With the websockets feature, a built conn can be upgraded to a WebSocket. This works over HTTP/1.1 (RFC 6455) and, when the connection negotiated h2, over HTTP/2 extended CONNECT (RFC 8441) — the same upgrade either way from the caller's side.

let ws_conn = client
.get("wss://example.com/ws")
.into_websocket()
.await
.unwrap();

The resulting WebSocketConn exposes the same send/receive interface as the server-side WebSocket handler.

WebTransport client

WebTransport is a protocol over HTTP/3 and QUIC offering multiplexed streams and unreliable datagrams.

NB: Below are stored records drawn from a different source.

mod bus;
mod catalog;
mod config;
mod core;
mod detect;
mod dispatch;
mod enrich;
mod filter;
mod signals;
mod stats;
mod stream;
mod wallet;

use crate::bus::types::Bus;
use crate::catalog::loader::CatalogLoader;
use crate::config::config::AppCfg;
use crate::core::types::Actor;
use crate::detect::actor::DetectActor;
use crate::dispatch::actor::DispatchActor;
use crate::dispatch::discord::DiscordSink;
use crate::dispatch::sink::Sink;
use crate::dispatch::telegram::TelegramSink;
use crate::enrich::enricher::Enricher;
use crate::stream::actor::StreamActor;
use crate::wallet::actor::WalletLookupActor;
use crate::wallet::client::PolygonRpcClient;

use reqwest::Client;
use std::sync::Arc;
use tokio::task::JoinSet;
use tokio_util::sync::CancellationToken;
use tracing::{error, info, info_span, Instrument};

/// Join actors as they finish. Any actor erroring or panicking cancels the
/// rest; returns whether a failure was seen.
async fn supervise(actors: &mut JoinSet<anyhow::Result<()>>, shutdown: &CancellationToken) -> bool {
    let mut failed = false;
    while let Some(res) = actors.join_next().await {
        match res {
            Ok(Ok(())) => info!("Actor exited cleanly"),
            Ok(Err(e)) => {
                error!(?e, "Actor returned error; shutting down");
                failed = true;
                shutdown.cancel();
            }
            Err(panic) => {
                error!(?panic, "Actor panicked; shutting down");
                failed = true;
                shutdown.cancel();
            }
        }
    }
    failed
}

#[tokio::main]
async fn main() {
    tracing_subscriber::fmt()
        .json()
        .with_max_level(tracing::Level::INFO)
        .with_current_span(false)
        .init();
    dotenv::dotenv().ok();

    // Prometheus exporter + /metrics endpoint
    let builder = metrics_exporter_prometheus::PrometheusBuilder::new();
    let handle = builder
        .install_recorder()
        .expect("failed to install Prometheus recorder");

    tokio::spawn(async move {
        let app = axum::Router::new().route(
            "/metrics",
            axum::routing::get(move || {
                let handle = handle.clone();
                async move { handle.render() }
            }),
        );
        match tokio::net::TcpListener::bind("0.0.0.0:9000").await {
            Ok(listener) => {
                info!("Metrics endpoint listening on 0.0.0.0:9000/metrics");
                if let Err(e) = axum::serve(listener, app).await {
                    error!("Metrics server error: {e}");
                }
            }
            Err(e) => error!("Failed to bind metrics endpoint: {e}"),
        }
    });

    metrics::counter!("polywatch_startups_total").increment(1);

    // fatal startup error: exit 1
    let cfg = match AppCfg::load("config") {
        Ok(c) => c,
        Err(e) => {
            error!("Configuration error: {e:#}");
            std::process::exit(1);
        }
    };

    // Root span for the supervisor/main thread
    let span = info_span!(
        "Supervisor",
        pid = %std::process::id(),
        version = env!("CARGO_PKG_VERSION"),
    );
    let _enter = span.enter();

    info!("Starting up");
    info!("Min USD size: ${:.0}", cfg.min_usd_size);
    info!("Whale threshold: ${:.0}", cfg.whale_threshold_usd);
    info!("Fresh wallet max txs: {}", cfg.fresh_wallet_max_txs);
    info!("Cluster window: {}s", cfg.cluster_window_seconds);
    info!("Excluded keywords: {:?}", cfg.exclude_market_keywords);

    info!("Initializing HTTP client");
    let client = Client::builder()
        .use_rustls_tls()
        .user_agent(cfg.http.user_agent.clone())
        .pool_idle_timeout(cfg.http.pool_idle_timeout)
        .pool_max_idle_per_host(cfg.http.pool_max_idle_per_host)
        .tcp_keepalive(cfg.http.tcp_keep_alive)
        .timeout(cfg.http.timeout)
        .build()
        .expect("client");

    info!("Loading market catalog");
    let catalog = match CatalogLoader::new(client.clone(), cfg.clone()).load().await {
        Ok(c) => Arc::new(c),
        Err(e) => {
            error!("Fatal: market catalog unavailable: {e:#}");
            std::process::exit(1);
        }
    };

    info!("Initializing shared pub/sub Bus");
    let bus = Bus::new();
    let shutdown = CancellationToken::new();

    info!("Building actors");
    let stream = StreamActor::new(
        bus.clone(),
        cfg.clone(),
        catalog.asset_ids().to_vec(),
        shutdown.clone(),
    );
    let detect = DetectActor::new(bus.clone(), shutdown.clone(), catalog.clone(), &cfg);
    let wallet = WalletLookupActor::new(
        bus.clone(),
        Arc::new(PolygonRpcClient::new(client.clone(), cfg.rpc_url.clone())),
        shutdown.clone(),
    );
    let sinks: Vec<Arc<dyn Sink>> = vec![
        Arc::new(DiscordSink::new(
            client.clone(),
            cfg.discord_webhook_url.clone(),
        )),
        Arc::new(TelegramSink::new(
            client.clone(),
            cfg.telegram_bot_token.clone(),
            cfg.telegram_chat_id.clone(),
        )),
    ];
    let enricher = Enricher::new(client.clone(), cfg.clob_base_url.clone());
    let dispatch = DispatchActor::new(
        bus.clone(),
        shutdown.clone(),
        enricher,
        sinks,
        cfg.alerts_per_second,
    );

    info!("Spawning actors");
    let mut actors = JoinSet::new();
    actors.spawn(stream.run().instrument(info_span!("Stream")));
    actors.spawn(detect.run().instrument(info_span!("Detect")));
    actors.spawn(wallet.run().instrument(info_span!("Wallet")));
    actors.spawn(dispatch.run().instrument(info_span!("Dispatch")));

    let mut runtime_failure = false;
    tokio::select! {
        failed = supervise(&mut actors, &shutdown) => runtime_failure = failed,
        _ = tokio::signal::ctrl_c() => {
            info!("Ctrl-C received, shutting down supervisor loop");
            shutdown.cancel();
        }
    }

    info!("Waiting for graceful shutdown of actors");
    if supervise(&mut actors, &shutdown).await {
        runtime_failure = true;
    }

    info!("Supervisor exit");
    if runtime_failure {
        // unrecoverable runtime error (e.g. reconnect budget exhausted)
        std::process::exit(2);
    }
}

With the webtransport feature, a client built with new_with_quic can open sessions to a WebTransport server.

Client::webtransport(url) builds a conn preconfigured for the extended-CONNECT handshake — method CONNECT, the :protocol pseudo-header set to webtransport, pinned to HTTP/3. Awaiting it with Conn::into_webtransport() completes the upgrade and hands back a WebTransportConnection, the same session type the server handler uses.

use trillium_client::Client;
use trillium_quinn::ClientQuicConfig;
use trillium_rustls::RustlsConfig;
use trillium_tokio::ClientConfig;

let client = Client::new_with_quic(
RustlsConfig::<ClientConfig>::default(),
ClientQuicConfig::with_webpki_roots(),
);

let conn = client.webtransport("https://example.com/wt");
// let session = conn.into_webtransport().await?;

Multiple sessions to the same origin coalesce onto a single underlying QUIC connection, matching how HTTP/3 request multiplexing already works.

Server-Sent Events

Server-Sent Events is a one-way stream of text events over an ordinary HTTP response — the server holds the response open and writes data:/event:/id: lines as things happen. Unlike WebSockets and WebTransport, there is no protocol upgrade; it works the same over HTTP/1.1, HTTP/2, and HTTP/3.

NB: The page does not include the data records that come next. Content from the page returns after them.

pub mod enricher;
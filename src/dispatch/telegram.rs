use crate::core::types::{Alert, Confidence};
use crate::dispatch::sink::{
    classify_response, escape_html, market_url, parse_retry_after, wallet_url, Sink, SinkError,
};
use async_trait::async_trait;
use reqwest::Client;
use serde_json::json;
use std::time::Duration;

const SEND_TIMEOUT: Duration = Duration::from_secs(10);

/// Telegram Bot API sink: HTML-formatted message to a fixed chat.
pub struct TelegramSink {
    client: Client,
    bot_token: String,
    chat_id: String,
}

impl TelegramSink {
    pub fn new(client: Client, bot_token: String, chat_id: String) -> TelegramSink {
        Self {
            client,
            bot_token,
            chat_id,
        }
    }

    fn api_url(&self) -> String {
        format!("https://api.telegram.org/bot{}/sendMessage", self.bot_token)
    }

    fn build_text(&self, alert: &Alert) -> String {
        let trade = &alert.trade;
        let confidence = match alert.confidence {
            Confidence::High => "HIGH",
            Confidence::Medium => "MEDIUM",
        };

        let mut lines = vec![
            format!(
                "<b>ALERT [{confidence}]: {}</b>",
                escape_html(&alert.market_title)
            ),
            String::new(),
            format!("<b>Side:</b> {} {}", trade.side.as_str(), trade.outcome.as_str()),
            format!("<b>Price:</b> {:.2}", trade.price),
            format!("<b>Amount:</b> ${:.0}", trade.usd_value()),
        ];

        let signals: Vec<String> = alert
            .signals
            .iter()
            .map(|s| escape_html(&s.describe()))
            .collect();
        lines.push(format!("<b>Signals:</b> {}", signals.join(" + ")));

        if let Some(tx_count) = alert.wallet_tx_count.filter(|&n| n != u64::MAX) {
            lines.push(format!("<b>Wallet:</b> {tx_count} txs"));
        }
        if let Some(mid) = alert.midpoint {
            lines.push(format!("<b>Book mid:</b> {mid:.2}"));
        }
        if let Some(end) = alert.end_time {
            lines.push(format!(
                "<b>Closes:</b> {}",
                end.format("%Y-%m-%d %H:%M UTC")
            ));
        }

        let mut links = Vec::new();
        if let Some(url) = market_url(alert.market_slug.as_deref()) {
            links.push(format!("<a href=\"{url}\">view market</a>"));
        }
        links.push(format!(
            "<a href=\"{}\">check wallet</a>",
            wallet_url(&trade.wallet)
        ));
        lines.push(String::new());
        lines.push(links.join(" | "));

        lines.join("\n")
    }
}

#[async_trait]
impl Sink for TelegramSink {
    fn name(&self) -> &'static str {
        "telegram"
    }

    async fn deliver(&self, alert: &Alert) -> Result<(), SinkError> {
        let body = json!({
            "chat_id": self.chat_id,
            "text": self.build_text(alert),
            "parse_mode": "HTML",
            "disable_web_page_preview": true,
        });

        let resp = self
            .client
            .post(self.api_url())
            .json(&body)
            .timeout(SEND_TIMEOUT)
            .send()
            .await
            .map_err(|e| SinkError::Transient(e.to_string()))?;

        let status = resp.status();
        let retry_after = parse_retry_after(resp.headers());
        if status.is_success() {
            return Ok(());
        }
        let text = resp.text().await.unwrap_or_default();
        classify_response(status, retry_after, text)
    }
}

With the sse feature, Conn::into_sse() sends the request, checks for a success status and a text/event-stream content-type, and hands back an EventStream — a Stream of Events. Note that into_sse() is the execution, so build the conn but don't await it yourself first.

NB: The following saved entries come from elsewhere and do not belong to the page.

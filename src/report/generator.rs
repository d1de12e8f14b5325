//! Markdown and JSON report generation.
//!
//! This module renders the aggregated usability report. Charts are drawn as
//! text bars inside Markdown tables.

use super::{ReportMetadata, Section, UsabilityReport};
use crate::analysis::{
    familiarity_distribution, format_mean, Aggregate, DatasetSummary, ExitSummary,
    RatingDistribution, RowsSummary, TaskSummary,
};
use crate::config::ReportConfig;
use crate::models::{
    ConsentRecord, Dataset, DemographicRecord, Rating, TaskOutcome, TIMESTAMP_FORMAT,
};
use anyhow::Result;

/// Rendering switches taken from the `[report]` config section.
#[derive(Debug, Clone, Copy)]
pub struct RenderOptions {
    pub include_rows: bool,
    pub chart_width: usize,
}

impl Default for RenderOptions {
    fn default() -> Self {
        Self {
            include_rows: true,
            chart_width: 30,
        }
    }
}

impl From<&ReportConfig> for RenderOptions {
    fn from(config: &ReportConfig) -> Self {
        Self {
            include_rows: config.include_rows,
            chart_width: config.chart_width.max(1),
        }
    }
}

/// Generate a complete Markdown report.
pub fn generate_markdown_report(report: &UsabilityReport, options: RenderOptions) -> String {
    let mut output = String::new();

    output.push_str("# Usability Report - Aggregated Results\n\n");
    output.push_str(&generate_metadata_section(&report.metadata, &report.sections));
    output.push_str(&generate_table_of_contents(&report.sections));

    for section in &report.sections {
        output.push_str(&generate_section(section, options));
    }

    output.push_str(&generate_footer());

    output
}

/// Generate a JSON report.
pub fn generate_json_report(report: &UsabilityReport) -> Result<String> {
    serde_json::to_string_pretty(report).map_err(Into::into)
}

fn generate_metadata_section(metadata: &ReportMetadata, sections: &[Section]) -> String {
    let mut section = String::new();

    section.push_str("## Metadata\n\n");
    section.push_str(&format!("- **Study:** {}\n", metadata.study_title));
    section.push_str(&format!(
        "- **Data Directory:** `{}`\n",
        metadata.data_dir.display()
    ));
    section.push_str(&format!(
        "- **Generated:** {}\n",
        metadata.generated_at.format(TIMESTAMP_FORMAT)
    ));

    let counts: Vec<String> = sections
        .iter()
        .map(|s| format!("{} {}", s.dataset(), response_count(s)))
        .collect();
    section.push_str(&format!("- **Responses:** {}\n", counts.join(" | ")));
    section.push('\n');

    section
}

fn response_count(section: &Section) -> String {
    let count = match section {
        Section::Unavailable { .. } => return "n/a".to_string(),
        Section::Ready { summary } => match summary {
            DatasetSummary::Consent(a) => a.as_data().map_or(0, |s| s.rows.len()),
            DatasetSummary::Demographic(a) => a.as_data().map_or(0, |s| s.rows.len()),
            DatasetSummary::Task(a) => a.as_data().map_or(0, |s| s.rows.len()),
            DatasetSummary::Exit(a) => a.as_data().map_or(0, |s| s.rows.len()),
        },
    };
    count.to_string()
}

fn generate_table_of_contents(sections: &[Section]) -> String {
    let mut toc = String::new();

    toc.push_str("## Table of Contents\n\n");
    toc.push_str("- [Metadata](#metadata)\n");
    for section in sections {
        let title = section.dataset().title();
        toc.push_str(&format!("- [{}](#{})\n", title, anchor(title)));
    }
    toc.push('\n');

    toc
}

fn generate_section(section: &Section, options: RenderOptions) -> String {
    let dataset = section.dataset();
    let mut out = format!("## {}\n\n", dataset.title());

    match section {
        Section::Unavailable { reason, .. } => {
            out.push_str(&format!(
                "> ⚠️ **Could not load {} data:** {}\n\n",
                dataset,
                escape_cell(reason)
            ));
        }
        Section::Ready { summary } => {
            let body = match summary {
                DatasetSummary::Consent(a) => render_or_empty(a, dataset, |s| {
                    consent_section(s, options)
                }),
                DatasetSummary::Demographic(a) => render_or_empty(a, dataset, |s| {
                    demographic_section(s, options)
                }),
                DatasetSummary::Task(a) => render_or_empty(a, dataset, |s| task_section(s, options)),
                DatasetSummary::Exit(a) => render_or_empty(a, dataset, |s| exit_section(s, options)),
            };
            out.push_str(&body);
        }
    }

    out
}

fn render_or_empty<T>(
    aggregate: &Aggregate<T>,
    dataset: Dataset,
    render: impl FnOnce(&T) -> String,
) -> String {
    match aggregate {
        Aggregate::NoData => no_data_notice(dataset),
        Aggregate::Data(summary) => render(summary),
    }
}

fn no_data_notice(dataset: Dataset) -> String {
    let label = match dataset {
        Dataset::Exit => "exit questionnaire".to_string(),
        other => other.to_string(),
    };
    format!("*No {} data available yet.*\n\n", label)
}

fn consent_section(summary: &RowsSummary<ConsentRecord>, options: RenderOptions) -> String {
    let given = summary.rows.iter().filter(|r| r.consent_given).count();
    let mut out = format!(
        "**{}** of **{}** submissions gave consent.\n\n",
        given,
        summary.rows.len()
    );

    if options.include_rows {
        let rows: Vec<Vec<String>> = summary
            .rows
            .iter()
            .map(|r| {
                vec![
                    r.timestamp.format(TIMESTAMP_FORMAT).to_string(),
                    r.consent_given.to_string(),
                ]
            })
            .collect();
        out.push_str(&markdown_table(Dataset::Consent.columns(), &rows));
    }

    out
}

fn demographic_section(summary: &RowsSummary<DemographicRecord>, options: RenderOptions) -> String {
    let mut out = String::new();

    if options.include_rows {
        let rows: Vec<Vec<String>> = summary
            .rows
            .iter()
            .map(|r| {
                vec![
                    r.timestamp.format(TIMESTAMP_FORMAT).to_string(),
                    r.name.clone(),
                    r.age.to_string(),
                    r.occupation.clone(),
                    r.familiarity.to_string(),
                ]
            })
            .collect();
        out.push_str(&markdown_table(Dataset::Demographic.columns(), &rows));
    }

    let dist = familiarity_distribution(&summary.rows);
    let mut levels: Vec<_> = dist.iter().collect();
    levels.sort_by(|a, b| b.1.cmp(a.1).then_with(|| a.0.cmp(b.0)));
    let max = levels.first().map_or(0, |(_, count)| **count);

    out.push_str("### Participants by Familiarity\n\n");
    out.push_str("| Familiarity | Participants | |\n");
    out.push_str("|:---|:---:|:---|\n");
    for (level, count) in levels {
        out.push_str(&format!(
            "| {} | {} | {} |\n",
            level,
            count,
            bar(*count as f64, max as f64, options.chart_width)
        ));
    }
    out.push('\n');

    out
}

fn task_section(summary: &TaskSummary, options: RenderOptions) -> String {
    let mut out = String::new();

    if options.include_rows {
        let rows: Vec<Vec<String>> = summary
            .rows
            .iter()
            .map(|r| {
                vec![
                    r.timestamp.format(TIMESTAMP_FORMAT).to_string(),
                    r.task_name.clone(),
                    r.success.to_string(),
                    r.duration_seconds
                        .map(|d| format!("{:.2}", d))
                        .unwrap_or_default(),
                    r.notes.clone(),
                ]
            })
            .collect();
        out.push_str(&markdown_table(Dataset::Task.columns(), &rows));
    }

    let max = summary
        .outcome_counts
        .iter()
        .map(|c| c.count)
        .max()
        .unwrap_or(0);

    out.push_str("### Task Completion Outcomes\n\n");
    out.push_str("| Outcome | Count | |\n");
    out.push_str("|:---|:---:|:---|\n");
    for entry in &summary.outcome_counts {
        out.push_str(&format!(
            "| {} {} | {} | {} |\n",
            outcome_emoji(entry.outcome),
            entry.outcome,
            entry.count,
            bar(entry.count as f64, max as f64, options.chart_width)
        ));
    }
    out.push('\n');

    let longest = summary
        .duration_means
        .iter()
        .filter_map(|m| m.mean_seconds)
        .fold(0.0_f64, f64::max);

    out.push_str("### Average Task Duration (seconds)\n\n");
    out.push_str("| Task | Mean (s) | Timed / Attempts | |\n");
    out.push_str("|:---|:---:|:---:|:---|\n");
    for mean in &summary.duration_means {
        let (value, chart) = match mean.mean_seconds {
            Some(seconds) => (
                format!("{:.2}", seconds),
                bar(seconds, longest, options.chart_width),
            ),
            None => ("-".to_string(), String::new()),
        };
        out.push_str(&format!(
            "| {} | {} | {} / {} | {} |\n",
            escape_cell(&mean.task_name),
            value,
            mean.timed,
            mean.attempts,
            chart
        ));
    }
    out.push('\n');

    out
}

fn exit_section(summary: &ExitSummary, options: RenderOptions) -> String {
    let mut out = String::new();

    if options.include_rows {
        let rows: Vec<Vec<String>> = summary
            .rows
            .iter()
            .map(|r| {
                vec![
                    r.timestamp.format(TIMESTAMP_FORMAT).to_string(),
                    r.satisfaction.to_string(),
                    r.difficulty.to_string(),
                    r.open_feedback.clone(),
                ]
            })
            .collect();
        out.push_str(&markdown_table(Dataset::Exit.columns(), &rows));
    }

    out.push_str("### Satisfaction Distribution\n\n");
    out.push_str(&rating_table(
        &summary.satisfaction,
        Rating::satisfaction_label,
        options.chart_width,
    ));

    out.push_str("### Difficulty Distribution\n\n");
    out.push_str(&rating_table(
        &summary.difficulty,
        Rating::difficulty_label,
        options.chart_width,
    ));

    out.push_str("### Average Ratings\n\n");
    out.push_str(&format!(
        "- **Average Satisfaction:** {}\n",
        format_mean(summary.mean_satisfaction)
    ));
    out.push_str(&format!(
        "- **Average Difficulty:** {}\n\n",
        format_mean(summary.mean_difficulty)
    ));

    out
}

fn rating_table(
    distribution: &RatingDistribution,
    label: fn(&Rating) -> &'static str,
    width: usize,
) -> String {
    let max = distribution.iter().map(|(_, c)| c).max().unwrap_or(0);
    let mut out = String::new();

    out.push_str("| Rating | Label | Count | |\n");
    out.push_str("|:---:|:---|:---:|:---|\n");
    for (value, count) in distribution.iter() {
        let text = Rating::new("rating", value)
            .map(|r| label(&r))
            .unwrap_or_default();
        out.push_str(&format!(
            "| {} | {} | {} | {} |\n",
            value,
            text,
            count,
            bar(count as f64, max as f64, width)
        ));
    }
    out.push_str(&format!("\n*{} responses.*\n\n", distribution.total()));

    out
}

fn markdown_table(columns: &[&str], rows: &[Vec<String>]) -> String {
    let mut table = String::new();

    table.push_str(&format!("| {} |\n", columns.join(" | ")));
    table.push_str(&format!(
        "|{}\n",
        columns.iter().map(|_| ":---|").collect::<String>()
    ));
    for row in rows {
        let cells: Vec<String> = row.iter().map(|c| escape_cell(c)).collect();
        table.push_str(&format!("| {} |\n", cells.join(" | ")));
    }
    table.push('\n');

    table
}

/// Escape a value for use inside a Markdown table cell.
fn escape_cell(value: &str) -> String {
    value
        .replace('|', "\\|")
        .replace("\r\n", "<br>")
        .replace('\n', "<br>")
}

/// Horizontal bar scaled so that `max` spans `width` blocks.
fn bar(value: f64, max: f64, width: usize) -> String {
    if value <= 0.0 || max <= 0.0 {
        return String::new();
    }
    let blocks = ((value / max) * width as f64).round().max(1.0) as usize;
    "█".repeat(blocks.min(width))
}

fn outcome_emoji(outcome: TaskOutcome) -> &'static str {
    match outcome {
        TaskOutcome::Yes => "✅",
        TaskOutcome::Partial => "🟡",
        TaskOutcome::No => "❌",
    }
}

fn anchor(title: &str) -> String {
    title.replace(' ', "-").to_lowercase()
}

fn generate_footer() -> String {
    let mut footer = String::new();

    footer.push_str("---\n\n");
    footer.push_str("*Report generated by usarec*\n");

    footer
}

use futures_lite::StreamExt;
use trillium_client::Client;
use trillium_smol::ClientConfig;

let mut events = client
.get("https://example.com/events")
.into_sse()
.await
.unwrap();

while let Some(event) = events.next().await {
let event = event.unwrap();
println!("{}", event.data());
}

Each Event exposes data(), event_type() (None for the default message type), id(), and retry(). The stream yields Result items because reading the underlying connection can fail mid-stream; it ends when the connection closes. This is a single-response stream — it does not reconnect on its own. If you need the browser EventSource's automatic reconnection (re-issuing the request with Last-Event-ID), build that on top, or drive the whole request through a retrying ClientHandler. On failure, into_sse() returns an SseError you can dereference as a Conn to inspect the response — for example, to read an error body returned with a non-2xx status.

JSON bodies

Enabling either the serde_json or sonic-rs feature adds JSON convenience methods backed by that serializer. Conn::response_json::<T>() deserializes a response body, and Conn::with_json_body serializes a request body:

use serde::Deserialize;
use trillium_client::Client;
use trillium_smol::ClientConfig;

#[derive(Deserialize)]
struct Widget {
name: String,
}

let mut conn = client.get("https://api.example.com/widget").await.unwrap();
let widget: Widget = conn.response_json().await.unwrap();
println!("{}", widget.name);

JSON errors surface as ClientSerdeError, which wraps either a transport error or a serializer error. For ad-hoc request bodies without a struct, the crate re-exports a json! macro. The two backends are mutually exclusive — enable one.

Also: gRPC

trillium-grpc builds a spec-conformant gRPC client (and server) on top of trillium-client. You write a .proto, codegen produces a typed <Service>Client wrapping a Client, and each RPC shape — unary, server-streaming, client-streaming, bidirectional — gets a call handle that fits it. See its documentation for the full guide.